Main Issues
Scope of paragraphs 1(9) and 10 of this Article
Summary of Judgment
Article 9 (1) 9 of the Trademark Act is to prohibit the registration of a trademark in conflict with the so-called stateless trademark or well-known trademark, and is premised on the existing trademark to be protected. However, subparagraph 10 of the Trademark Act aims to prevent confusions with the release of well-known or well-known goods or business. Thus, subparagraph 9 of the Trademark Act is not bound by the premise of the goods of the same kind under subparagraph 10, and in the case of subparagraph 10 of the Trademark Act, it is reasonable to view that subparagraph 9 of the Trademark Act is not premised on the pre-known existing trademark.
[Reference Provisions]
Article 9 of the Trademark Act
claimant-Appellant
Cubro-Fa Co., Ltd. Patent Attorney Ha Sang-gu
Appellant-Appellee
Patent Attorney Park Jae-soo, Counsel for the defendant-appellant
original decision
Korean Intellectual Property Office No. 88, Dec. 28, 1979
Text
The original adjudication is reversed, and the case is remanded to the Korean Intellectual Property Office.
Reasons
According to the reasoning of the original decision, the court below determined that the trademark, which belongs to the right of the claimant or claimant, in this case, falls under Article 9 (1) 10 of the Trademark Act between the trademark used before the claimant and the trademark used by him and the trademark which belongs to the above subparagraph 10 of Article 9 (1) of the Trademark Act, is related to the case where a trademark, such as the wellknown trademark, is designated and registered as a product or business of a different kind under the premise of the wellknown trademark which is recognized remarkably among consumers, and that the trademark designated by the claimant or claimant, as in this case, falls under Article 9 (1) 9 of
However, although Item 9 of the above Article aims to prohibit the registration of a trademark in conflict with the so-called well-known trademark or well-known trademark, it is clear in accordance with the provisions of each subparagraph of the above Article that the purpose of Item 10 is to prevent confusions as to the release of well-known or well-known goods or business, and it is reasonable to view that Item 9 does not necessarily mean that Item 10 is based on the goods of the same kind, and in the case of subparagraph 10, it is not premised on the well-known existing trademark.

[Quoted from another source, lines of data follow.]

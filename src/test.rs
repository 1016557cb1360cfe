//! Shared test utilities for creating test environments.
//!
//! This module is only compiled when running tests (`#[cfg(test)]`).

use crate::db::SqliteStorage;
use crate::{Config, Overrides};
use std::io;
use std::path::PathBuf;
use std::sync::{Arc, Mutex};
use tempfile::TempDir;
use tracing::subscriber::DefaultGuard;
use tracing::Level;
use tracing_subscriber::fmt::MakeWriter;

/// Test environment with a budget home in a temporary directory and the default SQLite backend.
/// Holds TempDir to keep the directory alive for the duration of the test.
pub struct TestEnv {
    _temp_dir: TempDir,
    config: Config,
}

impl TestEnv {
    /// Creates a test environment. The SQLite file is not created until something opens it.
    pub async fn new() -> Self {
        let temp_dir = TempDir::new().unwrap();
        let config = Config::load(temp_dir.path().join("budget"), Overrides::default())
            .await
            .unwrap();

        Self {
            _temp_dir: temp_dir,
            config,
        }
    }

    /// Returns a clone of the Config.
    pub fn config(&self) -> Config {
        self.config.clone()
    }

    /// Opens the SQLite database of this environment directly.
    pub async fn storage(&self) -> SqliteStorage {
        SqliteStorage::open(self.config.storage().sqlite_path())
            .await
            .unwrap()
    }

    /// Writes `contents` to `name` inside the budget home and returns the path.
    pub fn write_file(&self, name: &str, contents: &str) -> PathBuf {
        let path = self.config.root().join(name);
        std::fs::write(&path, contents).unwrap();
        path
    }
}

/// Collects formatted `INFO` and above events emitted on the current thread while the guard
/// returned by `install` is alive.
#[derive(Debug, Clone, Default)]
pub struct CapturedLogs(Arc<Mutex<Vec<u8>>>);

impl CapturedLogs {
    pub fn install(&self) -> DefaultGuard {
        let subscriber = tracing_subscriber::fmt()
            .with_max_level(Level::INFO)
            .with_ansi(false)
            .with_writer(self.clone())
            .finish();
        tracing::subscriber::set_default(subscriber)
    }

    pub fn contents(&self) -> String {
        String::from_utf8_lossy(&self.0.lock().unwrap()).into_owned()
    }
}

impl io::Write for CapturedLogs {
    fn write(&mut self, buf: &[u8]) -> io::Result<usize> {
        self.0.lock().unwrap().extend_from_slice(buf);
        Ok(buf.len())
    }

    fn flush(&mut self) -> io::Result<()> {
        Ok(())
    }
}

impl<'a> MakeWriter<'a> for CapturedLogs {
    type Writer = CapturedLogs;

    fn make_writer(&'a self) -> Self::Writer {
        self.clone()
    }
}
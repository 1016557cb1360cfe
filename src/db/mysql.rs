//! The MySQL client/server backend.

use super::{ExpenseRow, Storage};
use crate::config::MySqlConfig;
use crate::error::Res;
use crate::model::Amount;
use anyhow::{ensure, Context};
use rust_decimal::prelude::ToPrimitive;
use rust_decimal::Decimal;
use sqlx::mysql::{MySqlConnectOptions, MySqlConnection, MySqlPool, MySqlPoolOptions};
use sqlx::{Connection, Executor};
use tracing::debug;

const SCHEMA_SQL: &str = include_str!("mysql_schema.sql");
const INSERT_SQL: &str = "INSERT INTO expenses (amount, description) VALUES (?, ?)";

/// Stores expenses in a table on a MySQL server. The database is created if it is missing.
#[derive(Debug, Clone)]
pub struct MySqlStorage {
    config: MySqlConfig,
    pool: MySqlPool,
}

impl MySqlStorage {
    /// - Validates the database name
    /// - Creates the database and the `expenses` table if they do not exist
    ///
    /// The pool connects lazily because the database it points at may not exist until
    /// `ensure_initialized` has run.
    pub async fn open(config: MySqlConfig) -> Res<Self> {
        validate_database_name(config.database())?;
        let options = server_options(&config).database(config.database());
        let pool = MySqlPoolOptions::new()
            .max_connections(1)
            .connect_lazy_with(options);
        let storage = Self { config, pool };
        storage.ensure_initialized().await?;
        Ok(storage)
    }

    pub fn config(&self) -> &MySqlConfig {
        &self.config
    }
}

#[async_trait::async_trait]
impl Storage for MySqlStorage {
    async fn ensure_initialized(&self) -> Res<()> {
        let database = self.config.database();
        debug!(
            "Ensuring database `{database}` exists on {}:{}",
            self.config.host(),
            self.config.port()
        );

        let mut conn = MySqlConnection::connect_with(&server_options(&self.config))
            .await
            .with_context(|| {
                format!(
                    "Unable to connect to MySQL at {}:{} as {}",
                    self.config.host(),
                    self.config.port(),
                    self.config.user()
                )
            })?;
        let create = format!(
            "CREATE DATABASE IF NOT EXISTS `{database}` DEFAULT CHARACTER SET utf8mb4"
        );
        let created = conn
            .execute(create.as_str())
            .await
            .with_context(|| format!("Failed to create database `{database}`"));
        conn.close()
            .await
            .context("Failed to close the MySQL connection")?;
        created?;

        self.pool
            .execute(SCHEMA_SQL)
            .await
            .context("Failed to create the expenses table")?;
        Ok(())
    }

    async fn add(&self, amount: Amount, description: &str) -> Res<i64> {
        let result = sqlx::query(INSERT_SQL)
            .bind(amount.value())
            .bind(description)
            .execute(&self.pool)
            .await
            .with_context(|| format!("Failed to insert expense ({amount}, '{description}')"))?;
        let id = i64::try_from(result.last_insert_id())
            .context("The inserted id does not fit in an i64")?;
        debug!("Inserted expense {id}");
        Ok(id)
    }

    async fn add_many(&self, items: &[(Amount, String)]) -> Res<u64> {
        if items.is_empty() {
            return Ok(0);
        }

        let mut tx = self
            .pool
            .begin()
            .await
            .context("Failed to begin transaction")?;

        let mut count = 0;
        for (amount, description) in items {
            count += sqlx::query(INSERT_SQL)
                .bind(amount.value())
                .bind(description.as_str())
                .execute(&mut *tx)
                .await
                .with_context(|| {
                    format!("Failed to insert expense ({amount}, '{description}')")
                })?
                .rows_affected();
        }

        tx.commit().await.context("Failed to commit transaction")?;
        debug!("Inserted {count} expenses");
        Ok(count)
    }

    async fn list_all(&self) -> Res<Vec<ExpenseRow>> {
        let rows: Vec<(i64, Decimal, String)> =
            sqlx::query_as("SELECT id, amount, description FROM expenses ORDER BY id")
                .fetch_all(&self.pool)
                .await
                .context("Failed to read expenses")?;

        rows.into_iter()
            .map(|(id, amount, description)| {
                Ok(ExpenseRow {
                    id,
                    amount: decimal_to_f64(amount)
                        .with_context(|| format!("Row {id} has a malformed amount"))?,
                    description,
                })
            })
            .collect()
    }

    async fn total(&self) -> Res<f64> {
        let total: Decimal = sqlx::query_scalar("SELECT COALESCE(SUM(amount), 0) FROM expenses")
            .fetch_one(&self.pool)
            .await
            .context("Failed to sum expenses")?;
        decimal_to_f64(total)
    }

    async fn close(&self) {
        self.pool.close().await;
    }
}

/// Connection options for the server itself, without selecting a database.
fn server_options(config: &MySqlConfig) -> MySqlConnectOptions {
    MySqlConnectOptions::new()
        .host(config.host())
        .port(config.port())
        .username(config.user())
        .password(config.password())
}

/// The database name is interpolated into `CREATE DATABASE`, so only plain identifiers are
/// accepted.
fn validate_database_name(name: &str) -> Res<()> {
    ensure!(
        !name.is_empty()
            && name.len() <= 64
            && name.chars().all(|c| c.is_ascii_alphanumeric() || c == '_'),
        "Invalid MySQL database name '{name}': use 1 to 64 letters, digits or underscores"
    );
    Ok(())
}

fn decimal_to_f64(value: Decimal) -> Res<f64> {
    value
        .to_f64()
        .with_context(|| format!("{value} cannot be represented as a float"))
}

Therefore, the grounds stipulated in subparagraphs 9 and 10 can concurrently exist at the same time. Therefore, the parties who dispute the invalidation of registration should not be able to concurrently assert the reasons regardless of the same kind of product.
Nevertheless, the court below rejected the claimant's claim on the ground that it cannot be applied to the case where the plaintiff's claim is based on the same kind of goods, as the cause of the plaintiff's claim in this case, which is the cause of the plaintiff's claim in this case. Thus, there is no error of law which misleads the interpretation of the same Article, and therefore, it is reasonable to find it erroneous.
Accordingly, the case shall be remanded to the Korean Intellectual Property Office, the original trial decision, and the case shall be remanded to the Appeal Trial Office, the original trial decision, and it is so decided as per Disposition by the assent of all participating judges.